Medicine, therapy and training can often fix some physical conditions. Overweight and obesity is one of them. Not always, but sometimes.
That researchers at the American Security Project have published findings that more than two thirds of active duty military members are overweight or obese, and that the prevalence of these conditions steadily rises. The Project’s Courtney Manning chides the armed forces for no longer gathering body mass index (BMI) statistics, and therefore not having good data with which to go after the problem. She has a long list of recommendations for the Defense Health Agency, including this: “Body composition and military appearance regulations should be wholly reviewed and brought in line with evidence-based research. Policies allowing commanders to arbitrarily assign or exempt obese service members from medical intervention should be rescinded.”
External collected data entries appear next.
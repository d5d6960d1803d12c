mod catalog;
mod entry;
mod filter;

pub use crate::{
	catalog::{Catalog, CatalogError, FaceData, SourceKey},
	entry::{style_name, FontEntry, FontHandle},
	filter::{filter, filter_indices},
};

// Re-exported so callers can describe faces without depending on `fontdb`
pub use fontdb::{Database, Stretch, Style, Weight};
use catalog::{Catalog, FontEntry, FontHandle};

const FAMILIES: [&str; 12] = [
	"Noto Sans",
	"Noto Serif",
	"DejaVu Sans",
	"DejaVu Sans Mono",
	"Liberation Serif",
	"Liberation Mono",
	"Ubuntu",
	"Cantarell",
	"Source Code Pro",
	"Fira Sans",
	"Inter",
	"Roboto",
];

const STYLES: [&str; 6] = ["", "Bold", "Italic", "Bold Italic", "Light", "Black"];

/// Builds a catalog about the size of a typical desktop installation
pub fn synthetic_catalog() -> Catalog {
	let entries = FAMILIES
		.iter()
		.flat_map(|family| {
			STYLES.iter().map(move |style| {
				let family_name = match style.is_empty() {
					true => family.to_string(),
					false => format!("{} {}", family, style),
				};
				let logical_name = family_name.replace(' ', "");
				FontEntry::new(FontHandle::detached(), &family_name, &logical_name)
			})
		})
		.cycle()
		.take(FAMILIES.len() * STYLES.len() * 6)
		.collect();

	Catalog::from_entries(entries)
}
use catalog::{Catalog, Database, FontEntry, FontHandle};
use egui::{vec2, Context, FontDefinitions, Pos2, RawInput, Rect};
use font_book::{consts::*, FontBookApp};

fn app() -> FontBookApp {
	FontBookApp::with_catalog(Catalog::from_entries(
		[
			("Georgia", "Georgia"),
			("Arial", "ArialMT"),
			("Courier New", "CourierNewPSMT"),
		]
		.iter()
		.map(|(family, logical)| FontEntry::new(FontHandle::detached(), family, logical))
		.collect(),
	))
}

fn run_frame(ctx: &Context, app: &mut FontBookApp) {
	let input = RawInput {
		screen_rect: Some(Rect::from_min_size(Pos2::ZERO, vec2(1000.0, 700.0))),
		..Default::default()
	};
	let _ = ctx.run(input, |ctx| app.ui(ctx));
}

#[test]
fn shows_everything_at_start() {
	let app = app();
	assert_eq!(app.shown(), &[0, 1, 2]);
	assert_eq!(app.state().preview_size(), DEFAULT_PREVIEW_SIZE);
	assert_eq!(app.state().preview_text, DEFAULT_PREVIEW_TEXT);
}

#[test]
fn lazy_font_loading() {
	let ctx = Context::default();
	let mut app = app();

	// first paint only records the rows
	assert_eq!(app.list().lazy().seen_count(), 0);
	run_frame(&ctx, &mut app);
	assert_eq!(app.list().lazy().seen_count(), 3);

	// later paints try to load their fonts, which don't exist on disk
	run_frame(&ctx, &mut app);
	assert_eq!(app.fonts().failed_count(), 3);
	assert_eq!(app.fonts().active_count(), 0);

	// and they stay on the default font without panicking
	run_frame(&ctx, &mut app);
	assert_eq!(app.fonts().failed_count(), 3);
}

#[test]
fn searching() {
	let ctx = Context::default();
	let mut app = app();
	run_frame(&ctx, &mut app);

	app.state_mut().search_query = String::from("RI");
	app.sync_query();
	assert_eq!(app.shown(), &[0, 1]);

	// a new query starts a new list
	assert_eq!(app.list().lazy().seen_count(), 0);

	run_frame(&ctx, &mut app);
	assert_eq!(app.list().lazy().seen_count(), 2);

	app.state_mut().search_query.clear();
	app.sync_query();
	assert_eq!(app.shown(), &[0, 1, 2]);
}

#[test]
fn size_does_not_change_entries() {
	let ctx = Context::default();
	let mut app = app();
	app.state_mut().search_query = String::from("new");
	app.sync_query();
	let before = app.shown().to_vec();

	for size in [PREVIEW_SIZE_MIN, 40, PREVIEW_SIZE_MAX] {
		app.state_mut().set_preview_size(size);
		run_frame(&ctx, &mut app);
		assert_eq!(app.shown(), before.as_slice());
	}
}

#[test]
fn selection_cleared_when_filtered_out() {
	let mut app = app();

	app.state_mut().selected = Some(2);
	app.state_mut().search_query = String::from("arial");
	app.sync_query();
	assert_eq!(app.state().selected, None);

	app.state_mut().selected = Some(0);
	app.state_mut().search_query = String::from("a");
	app.sync_query();
	assert_eq!(app.state().selected, Some(0));
}

#[test]
fn no_matches() {
	let ctx = Context::default();
	let mut app = app();
	app.state_mut().search_query = String::from("helvetica");
	app.sync_query();
	assert!(app.shown().is_empty());
	run_frame(&ctx, &mut app);
	assert_eq!(app.list().lazy().seen_count(), 0);
}

fn push_u16(out: &mut Vec<u8>, value: u16) { out.extend(value.to_be_bytes()); }

fn push_u32(out: &mut Vec<u8>, value: u32) { out.extend(value.to_be_bytes()); }

/// A font file whose only table is `name`. Enough for font enumeration to
/// list it, but not a face anything can draw with.
fn name_only_font(family: &str, post_script: &str) -> Vec<u8> {
	let names = [(1u16, family), (6u16, post_script)];
	let strings: Vec<Vec<u8>> = names
		.iter()
		.map(|(_, s)| s.encode_utf16().flat_map(|u| u.to_be_bytes()).collect())
		.collect();

	let mut name = Vec::new();
	push_u16(&mut name, 0); // format
	push_u16(&mut name, names.len() as u16);
	push_u16(&mut name, 6 + 12 * names.len() as u16);
	let mut offset: u16 = 0;
	for ((name_id, _), string) in names.iter().zip(&strings) {
		push_u16(&mut name, 3); // windows
		push_u16(&mut name, 1); // unicode BMP
		push_u16(&mut name, 0x0409); // en-US
		push_u16(&mut name, *name_id);
		push_u16(&mut name, string.len() as u16);
		push_u16(&mut name, offset);
		offset += string.len() as u16;
	}
	strings.iter().for_each(|string| name.extend(string));

	let mut font = Vec::new();
	push_u32(&mut font, 0x0001_0000);
	push_u16(&mut font, 1); // table count
	push_u16(&mut font, 16);
	push_u16(&mut font, 0);
	push_u16(&mut font, 0);
	font.extend(b"name");
	push_u32(&mut font, 0); // checksum
	push_u32(&mut font, 12 + 16);
	push_u32(&mut font, name.len() as u32);
	font.extend(name);
	font
}

fn app_with_fonts(fonts: Vec<Vec<u8>>) -> FontBookApp {
	let mut db = Database::new();
	fonts.into_iter().for_each(|data| db.load_font_data(data));
	FontBookApp::with_catalog(Catalog::from_database(db).expect("fonts should have loaded"))
}

#[test]
fn real_face_becomes_active() {
	let hack = FontDefinitions::default().font_data["Hack"].font.to_vec();
	let ctx = Context::default();
	let mut app = app_with_fonts(vec![hack]);
	assert_eq!(app.catalog().len(), 1);

	for _ in 0..3 {
		run_frame(&ctx, &mut app);
	}

	assert_eq!(app.fonts().active_count(), 1);
	assert_eq!(app.fonts().failed_count(), 0);
	assert_eq!(app.fonts().source_count(), 1);

	// drawing with it keeps working
	run_frame(&ctx, &mut app);
	assert_eq!(app.fonts().active_count(), 1);
}

#[test]
fn unparsable_face_stays_on_default_font() {
	let ctx = Context::default();
	let mut app = app_with_fonts(vec![name_only_font("Broken", "Broken-Regular")]);
	assert_eq!(app.catalog().entries()[0].family_name, "Broken");

	for _ in 0..4 {
		run_frame(&ctx, &mut app);
	}

	assert_eq!(app.fonts().failed_count(), 1);
	assert_eq!(app.fonts().active_count(), 0);
}

#[test]
fn mixed_faces() {
	let hack = FontDefinitions::default().font_data["Hack"].font.to_vec();
	let ctx = Context::default();
	let mut app = app_with_fonts(vec![hack, name_only_font("Broken", "Broken-Regular")]);
	assert_eq!(app.catalog().len(), 2);

	for _ in 0..4 {
		run_frame(&ctx, &mut app);
	}

	assert_eq!(app.fonts().active_count(), 1);
	assert_eq!(app.fonts().failed_count(), 1);
}
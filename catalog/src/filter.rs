use crate::entry::FontEntry;

/// Returns every entry whose display name or logical name contains `query`,
/// ignoring case. Order of `entries` is preserved and an empty query matches
/// everything.
pub fn filter<'a>(entries: &'a [FontEntry], query: &str) -> Vec<&'a FontEntry> {
	let needle = query.to_lowercase();
	entries
		.iter()
		.filter(|entry| entry.matches_lowercase(&needle))
		.collect()
}

/// Positions of the entries [`filter`] would return
pub fn filter_indices(entries: &[FontEntry], query: &str) -> Vec<usize> {
	let needle = query.to_lowercase();
	entries
		.iter()
		.enumerate()
		.filter(|(_, entry)| entry.matches_lowercase(&needle))
		.map(|(i, _)| i)
		.collect()
}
You can find a library of literature on the problems with the BMI measurement, both medical and cultural. A recent article in a British medical journal cautions the BMI is only one factor in evaluating a person’s physical condition. Some people have big bones. Some have both ample muscle and fat. BMI doesn’t show a person’s VO2 max, their ability to process oxygen, which is an indicator of stamina.
However, the armed services deal with physical readiness, Manning has a point that it needs a data-driven approach.
In my interview, she emphasized a point stated in the American Security Project report: “The growing prevalence of obesity in service members reduces the readiness of the all-volunteer military, but it isn’t a moral failing; it’s a health crisis.”
That’s the key: Take the judgment out of weight, and deal with the fitness.
Anyhow, weight and physique alone are very rough indicators of what an individual can do. Having been a runner for 30 years — I’m talented but I persist — I’ve seen skinny-as-a-rail folks who are slow and lack stamina, as well as those carrying a bit of extra weight who run like gazelles. And vice versa.
Of all Americans of eligible age to serve in the military, less than 25% are suitable, whether because of psychological conditions, criminal records, drug use or weight. Of those eligible, not all are inclined to consider military service. So the Army must do all it can to nurture and preserve the tiny sliver of the population willing and able to serve.